Institute of Applied Health Sciences, University of Birmingham, Birmingham, UK
Cardiology, Worcestershire Royal Hospital, Worcester, Worcestershire, UK.
Open Heart. 2024 Oct 14;11(2):e002574. doi: 10.1136/openhrt-2023-002574.
Most patients who have an implantable cardioverter-defibrillator (ICD) implant do not receive life-prolonging therapy from it.

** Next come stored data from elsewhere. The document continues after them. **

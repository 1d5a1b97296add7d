pub mod scrape;
pub mod status;
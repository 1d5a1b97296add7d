use std::collections::BTreeMap;
use std::path::{Path, PathBuf};

use crate::model::{Chapter, Explanation, Language, Page, Section, Verse, builtin_languages};

mod glyph_fixes;
mod merge;
mod persist;
mod resume;

pub use glyph_fixes::GlyphFixes;
pub use merge::{Cursor, MergeEngine, UNSET_TRACKER};
pub use persist::persist;
pub use resume::{PriorState, ResumedState, load_prior_state};

pub const COLLECTION_NAMES: [&str; 6] = [
    "languages",
    "verses",
    "pages",
    "chapters",
    "sections",
    "explanations",
];

#[derive(Debug, Clone, PartialEq, Eq)]
pub struct Collections {
    pub languages: BTreeMap<String, Language>,
    pub pages: BTreeMap<String, Page>,
    pub verses: BTreeMap<String, Verse>,
    pub chapters: BTreeMap<String, Chapter>,
    pub sections: BTreeMap<String, Section>,
    pub explanations: BTreeMap<String, Explanation>,
}

impl Default for Collections {
    fn default() -> Self {
        Self {
            languages: builtin_languages(),
            pages: BTreeMap::new(),
            verses: BTreeMap::new(),
            chapters: BTreeMap::new(),
            sections: BTreeMap::new(),
            explanations: BTreeMap::new(),
        }
    }
}

#[derive(Debug, Clone, Copy, Default, PartialEq, Eq)]
pub struct CollectionCounts {
    pub pages: usize,
    pub verses: usize,
    pub chapters: usize,
    pub sections: usize,
    pub explanations: usize,
}

impl Collections {
    pub fn counts(&self) -> CollectionCounts {
        CollectionCounts {
            pages: self.pages.len(),
            verses: self.verses.len(),
            chapters: self.chapters.len(),
            sections: self.sections.len(),
            explanations: self.explanations.len(),
        }
    }
}

#[derive(Debug, Clone)]
pub struct OutputLayout {
    pub dir: PathBuf,
    pub file_prefix: String,
}

impl OutputLayout {
    pub fn new(dir: &Path, file_prefix: &str) -> Self {
        Self {
            dir: dir.to_path_buf(),
            file_prefix: file_prefix.to_string(),
        }
    }

    pub fn path_for(&self, collection: &str) -> PathBuf {
        self.dir
            .join(format!("{}{}.json", self.file_prefix, collection))
    }
}
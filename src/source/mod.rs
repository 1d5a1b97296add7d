use anyhow::Result;

mod fields;
mod record_file;

pub use fields::{FieldNormalizer, RawVerseFields};
pub use record_file::RecordFileSource;

pub trait PageSource {
    fn page_fields(&mut self, page: u32) -> Result<Vec<RawVerseFields>>;
}
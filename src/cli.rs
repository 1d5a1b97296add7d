use std::path::PathBuf;

use clap::{Args, Parser, Subcommand};

#[derive(Parser, Debug)]
#[command(
    name = "quran-scrape",
    version,
    about = "Mushaf verse, chapter, page and section extraction into cross-referenced JSON"
)]
pub struct Cli {
    #[command(subcommand)]
    pub command: Commands,
}

#[derive(Subcommand, Debug)]
pub enum Commands {
    Scrape(ScrapeArgs),
    Status(StatusArgs),
}

#[derive(Args, Debug, Clone)]
pub struct ScrapeArgs {
    #[arg(long)]
    pub records: PathBuf,

    #[arg(long, default_value = "data")]
    pub output_dir: PathBuf,

    #[arg(long, default_value = "quran_")]
    pub file_prefix: String,

    #[arg(long, default_value = ":", value_parser = parse_delimiter)]
    pub delimiter: String,

    #[arg(long, default_value_t = 2)]
    pub indent: usize,

    #[arg(long, default_value_t = 1, value_parser = clap::value_parser!(u32).range(1..))]
    pub page_start: u32,

    #[arg(long, default_value_t = 604, value_parser = clap::value_parser!(u32).range(1..))]
    pub page_end: u32,

    #[arg(long, default_value_t = 1, value_parser = clap::value_parser!(u32).range(1..))]
    pub start_chapter: u32,

    #[arg(long, default_value_t = 1, value_parser = clap::value_parser!(u32).range(1..))]
    pub start_verse: u32,
}

#[derive(Args, Debug, Clone)]
pub struct StatusArgs {
    #[arg(long, default_value = "data")]
    pub output_dir: PathBuf,

    #[arg(long, default_value = "quran_")]
    pub file_prefix: String,

    #[arg(long, default_value = ":", value_parser = parse_delimiter)]
    pub delimiter: String,

    #[arg(long, default_value_t = 1)]
    pub page_start: u32,
}

fn parse_delimiter(value: &str) -> Result<String, String> {
    if value.is_empty() {
        return Err("delimiter must not be empty".to_string());
    }
    if value.chars().any(|ch| ch.is_ascii_digit()) {
        return Err(format!("delimiter must not contain digits: {value:?}"));
    }
    Ok(value.to_string())
}
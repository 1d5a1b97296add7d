use std::collections::BTreeMap;
use std::fs;
use std::path::Path;

use anyhow::{Context, Result};
use tracing::info;

use crate::source::{PageSource, RawVerseFields};

#[derive(Debug, Default)]
pub struct RecordFileSource {
    pages: BTreeMap<u32, Vec<RawVerseFields>>,
}

impl RecordFileSource {
    pub fn open(path: &Path) -> Result<Self> {
        let raw = fs::read_to_string(path)
            .with_context(|| format!("failed to read capture file {}", path.display()))?;
        let source = Self::parse(&raw)
            .with_context(|| format!("failed to parse capture file {}", path.display()))?;

        info!(
            path = %path.display(),
            pages = source.pages.len(),
            "opened capture file"
        );
        Ok(source)
    }

    pub fn parse(raw: &str) -> Result<Self> {
        let mut pages: BTreeMap<u32, Vec<RawVerseFields>> = BTreeMap::new();

        for (index, line) in raw.lines().enumerate() {
            let line_number = index + 1;
            let line = line.trim();
            if line.is_empty() {
                continue;
            }

            let fields: RawVerseFields = serde_json::from_str(line)
                .with_context(|| format!("malformed record on line {line_number}"))?;
            let page = fields
                .page_badge
                .trim()
                .parse::<u32>()
                .with_context(|| {
                    format!(
                        "invalid page badge {:?} on line {line_number}",
                        fields.page_badge
                    )
                })?;
            pages.entry(page).or_default().push(fields);
        }

        Ok(Self { pages })
    }
}

impl PageSource for RecordFileSource {
    fn page_fields(&mut self, page: u32) -> Result<Vec<RawVerseFields>> {
        self.pages
            .remove(&page)
            .with_context(|| format!("capture file has no records for page {page}"))
    }
}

Little research has been undertaken to determine which patients benefit the least from ICD therapy. As patients age and accumulate comorbidities, the risk of death increases and the benefit of ICDs diminishes. We sought to evaluate the impact of comorbidity, frailty, functional status on death with no prior appropriate ICD therapy.

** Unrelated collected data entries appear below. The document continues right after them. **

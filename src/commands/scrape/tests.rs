use std::collections::BTreeMap;
use std::fs;
use std::path::Path;

use super::*;
use crate::source::RawVerseFields;

#[derive(Default)]
struct FixedSource {
    pages: BTreeMap<u32, Vec<RawVerseFields>>,
}

impl PageSource for FixedSource {
    fn page_fields(&mut self, page: u32) -> Result<Vec<RawVerseFields>> {
        Ok(self.pages.get(&page).cloned().unwrap_or_default())
    }
}

struct PanickingSource {
    inner: FixedSource,
    panic_on: u32,
}

impl PageSource for PanickingSource {
    fn page_fields(&mut self, page: u32) -> Result<Vec<RawVerseFields>> {
        if page == self.panic_on {
            panic!("page {page} failed to render");
        }
        self.inner.page_fields(page)
    }
}

struct StoppingSource<'a> {
    inner: FixedSource,
    stop: &'a AtomicBool,
    stop_on: u32,
}

impl PageSource for StoppingSource<'_> {
    fn page_fields(&mut self, page: u32) -> Result<Vec<RawVerseFields>> {
        if page == self.stop_on {
            self.stop.store(true, Ordering::SeqCst);
        }
        self.inner.page_fields(page)
    }
}

fn raw(page: u32, chapter: u32, verse: u32, section: u32) -> RawVerseFields {
    RawVerseFields {
        page_badge: page.to_string(),
        verse_element_id: format!("sura_{chapter}_aya_{verse}"),
        chapter_badge: chapter.to_string(),
        chapter_name: format!("Chapter {chapter}"),
        chapter_title: format!("سورة {chapter}"),
        section_title: format!("الجزء {section}"),
        explanation_name: "التفسير الميسر".to_string(),
        explanation_text: format!("{chapter}:{verse}"),
        glyphs: vec![format!("g{verse}")],
    }
}

fn source(records: &[RawVerseFields]) -> FixedSource {
    let mut source = FixedSource::default();
    for fields in records {
        let page = fields.page_badge.parse::<u32>().unwrap();
        source.pages.entry(page).or_default().push(fields.clone());
    }
    source
}

fn write_capture(path: &Path, records: &[RawVerseFields]) {
    let body = records
        .iter()
        .map(|fields| serde_json::to_string(fields).unwrap())
        .collect::<Vec<String>>()
        .join("\n");
    fs::write(path, body).unwrap();
}

fn args(dir: &Path, records: &Path, page_start: u32, page_end: u32) -> ScrapeArgs {
    ScrapeArgs {
        records: records.to_path_buf(),
        output_dir: dir.join("data"),
        file_prefix: "quran_".to_string(),
        delimiter: ":".to_string(),
        indent: 2,
        page_start,
        page_end,
        start_chapter: 1,
        start_verse: 1,
    }
}

fn read_ids(path: &Path) -> Vec<String> {
    let raw = fs::read_to_string(path).unwrap();
    let document: serde_json::Value = serde_json::from_str(&raw).unwrap();
    document
        .as_object()
        .unwrap()
        .keys()
        .cloned()
        .collect()
}

#[test]
fn scrape_pages_visits_range_in_order() {
    let mut source = source(&[
        raw(1, 1, 1, 1),
        raw(1, 1, 2, 1),
        raw(2, 2, 1, 1),
        raw(3, 2, 2, 1),
    ]);
    let engine = MergeEngine::new(":");
    let mut store = Collections::default();
    let mut cursor = Cursor::default();
    let plan = ScrapePlan {
        pages: 1..=2,
        resume_from: None,
    };
    let mut progress = ScrapeProgress::default();

    let status = scrape_pages(
        &mut source,
        &engine,
        &mut store,
        &mut cursor,
        &plan,
        &AtomicBool::new(false),
        &mut progress,
    )
    .unwrap();

    assert_eq!(status, RunStatus::Completed);
    assert_eq!(progress.pages_visited, 2);
    assert_eq!(progress.verses_merged, 3);
    assert!(!store.verses.contains_key("2:2"));
    assert_eq!(cursor.chapter, "2");
    assert!(store.chapters["2"].pages.contains("2"));
}

#[test]
fn scrape_pages_stops_when_interrupted() {
    let mut source = source(&[raw(1, 1, 1, 1)]);
    let engine = MergeEngine::new(":");
    let mut store = Collections::default();
    let mut cursor = Cursor::default();
    let plan = ScrapePlan {
        pages: 1..=604,
        resume_from: None,
    };
    let mut progress = ScrapeProgress::default();

    let status = scrape_pages(
        &mut source,
        &engine,
        &mut store,
        &mut cursor,
        &plan,
        &AtomicBool::new(true),
        &mut progress,
    )
    .unwrap();

    assert_eq!(status, RunStatus::Interrupted);
    assert_eq!(progress, ScrapeProgress::default());
    assert!(store.pages.is_empty());
}

#[test]
fn scrape_pages_skips_verses_before_start_position_on_first_page() {
    let mut source = source(&[
        raw(2, 2, 1, 1),
        raw(2, 2, 2, 1),
        raw(2, 2, 3, 1),
        raw(3, 2, 1, 1),
    ]);
    let engine = MergeEngine::new(":");
    let mut store = Collections::default();
    let mut cursor = Cursor::default();
    let plan = ScrapePlan {
        pages: 2..=2,
        resume_from: Some(StartPosition {
            chapter: 2,
            verse: 3,
        }),
    };
    let mut progress = ScrapeProgress::default();

    scrape_pages(
        &mut source,
        &engine,
        &mut store,
        &mut cursor,
        &plan,
        &AtomicBool::new(false),
        &mut progress,
    )
    .unwrap();

    assert_eq!(progress.verses_skipped, 2);
    assert_eq!(progress.verses_merged, 1);
    assert_eq!(store.verses.keys().collect::<Vec<_>>(), vec!["2:3"]);
}

#[test]
fn execute_persists_completed_run_and_resumes_next_time() {
    let dir = tempfile::tempdir().unwrap();
    let capture = dir.path().join("capture.jsonl");
    write_capture(
        &capture,
        &[
            raw(1, 1, 1, 1),
            raw(1, 1, 2, 1),
            raw(2, 2, 1, 1),
            raw(3, 2, 2, 1),
        ],
    );

    execute(&args(dir.path(), &capture, 1, 2), &AtomicBool::new(false)).unwrap();

    let data = dir.path().join("data");
    assert_eq!(
        read_ids(&data.join("quran_verses.json")),
        vec!["1:1", "1:2", "2:1"]
    );
    assert_eq!(read_ids(&data.join("quran_languages.json")), vec!["AR", "EN"]);

    execute(&args(dir.path(), &capture, 3, 3), &AtomicBool::new(false)).unwrap();

    assert_eq!(read_ids(&data.join("quran_pages.json")), vec!["1", "2", "3"]);
    let raw = fs::read_to_string(data.join("quran_chapters.json")).unwrap();
    let chapters: serde_json::Value = serde_json::from_str(&raw).unwrap();
    assert_eq!(chapters["2"]["verses"], serde_json::json!(["2:1", "2:2"]));
    assert_eq!(chapters["2"]["pages"], serde_json::json!(["2", "3"]));
}

#[test]
fn execute_flushes_progress_before_returning_input_error() {
    let dir = tempfile::tempdir().unwrap();
    let capture = dir.path().join("capture.jsonl");
    let mut broken = raw(2, 2, 1, 1);
    broken.verse_element_id = "sura_2_aya_".to_string();
    write_capture(&capture, &[raw(1, 1, 1, 1), broken]);

    let err = execute(&args(dir.path(), &capture, 1, 3), &AtomicBool::new(false)).unwrap_err();
    assert!(format!("{err:#}").contains("partial progress persisted"));

    let data = dir.path().join("data");
    assert_eq!(read_ids(&data.join("quran_verses.json")), vec!["1:1"]);
    assert_eq!(read_ids(&data.join("quran_pages.json")), vec!["1", "2"]);
}

#[test]
fn execute_flushes_when_capture_file_is_missing() {
    let dir = tempfile::tempdir().unwrap();
    let capture = dir.path().join("missing.jsonl");

    assert!(execute(&args(dir.path(), &capture, 1, 1), &AtomicBool::new(false)).is_err());
    assert!(dir.path().join("data").join("quran_languages.json").exists());
}

#[test]
fn execute_interrupted_run_still_writes_all_files() {
    let dir = tempfile::tempdir().unwrap();
    let capture = dir.path().join("capture.jsonl");
    write_capture(&capture, &[raw(1, 1, 1, 1)]);

    let status = execute(&args(dir.path(), &capture, 1, 1), &AtomicBool::new(true)).unwrap();
    assert_eq!(status, RunStatus::Interrupted);

    let data = dir.path().join("data");
    for collection in crate::aggregate::COLLECTION_NAMES {
        assert!(data.join(format!("quran_{collection}.json")).exists());
    }
    assert!(read_ids(&data.join("quran_verses.json")).is_empty());
}

#[test]
fn execute_rejects_inverted_page_range() {
    let dir = tempfile::tempdir().unwrap();
    let capture = dir.path().join("capture.jsonl");

    assert!(execute(&args(dir.path(), &capture, 5, 4), &AtomicBool::new(false)).is_err());
}

#[test]
fn execute_with_flushes_then_propagates_source_panic() {
    let dir = tempfile::tempdir().unwrap();
    let records = [raw(1, 1, 1, 1), raw(1, 1, 2, 1), raw(2, 2, 1, 1)];
    let failing = PanickingSource {
        inner: source(&records),
        panic_on: 2,
    };
    let run_args = args(dir.path(), &dir.path().join("unused.jsonl"), 1, 3);
    let stop = AtomicBool::new(false);

    let result = panic::catch_unwind(AssertUnwindSafe(|| {
        execute_with(&run_args, move || Ok(failing), &stop)
    }));
    assert!(result.is_err());

    let data = dir.path().join("data");
    assert_eq!(read_ids(&data.join("quran_verses.json")), vec!["1:1", "1:2"]);
    assert_eq!(read_ids(&data.join("quran_pages.json")), vec!["1", "2"]);
    let raw = fs::read_to_string(data.join("quran_chapters.json")).unwrap();
    let chapters: serde_json::Value = serde_json::from_str(&raw).unwrap();
    assert_eq!(chapters["1"]["pages"], serde_json::json!(["1"]));
}

#[test]
fn execute_with_interrupt_mid_run_keeps_earlier_pages() {
    let dir = tempfile::tempdir().unwrap();
    let records = [raw(1, 1, 1, 1), raw(1, 1, 2, 1), raw(2, 2, 1, 1), raw(3, 2, 2, 1)];
    let stop = AtomicBool::new(false);
    let stopping = StoppingSource {
        inner: source(&records),
        stop: &stop,
        stop_on: 2,
    };
    let run_args = args(dir.path(), &dir.path().join("unused.jsonl"), 1, 3);

    let status = execute_with(&run_args, move || Ok(stopping), &stop).unwrap();

    assert_eq!(status, RunStatus::Interrupted);
    let data = dir.path().join("data");
    assert_eq!(read_ids(&data.join("quran_verses.json")), vec!["1:1", "1:2"]);
    assert_eq!(read_ids(&data.join("quran_explanations.json")), vec!["1:1", "1:2"]);
    assert_eq!(read_ids(&data.join("quran_chapters.json")), vec!["1"]);
}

A prospective, multicentre, observational study involving 12 English hospitals was undertaken. Patients were eligible for inclusion for the study if they were scheduled to have a de novo, upgrade to or replacement of a transvenous or subcutaneous ICD or cardiac resynchronisation therapy device and defibrillator (CRT-D). Baseline characteristics were collected. Participants were asked to complete a frailty assessment (Fried score) and a functional status questionnaire (EuroQol 5-Dimension 5-Level (EQ-5D-5L)). The Charlson Comorbidity Index was calculated. Patients were prospectively followed up for 2.5 years. The primary outcome was death with no prior appropriate therapy.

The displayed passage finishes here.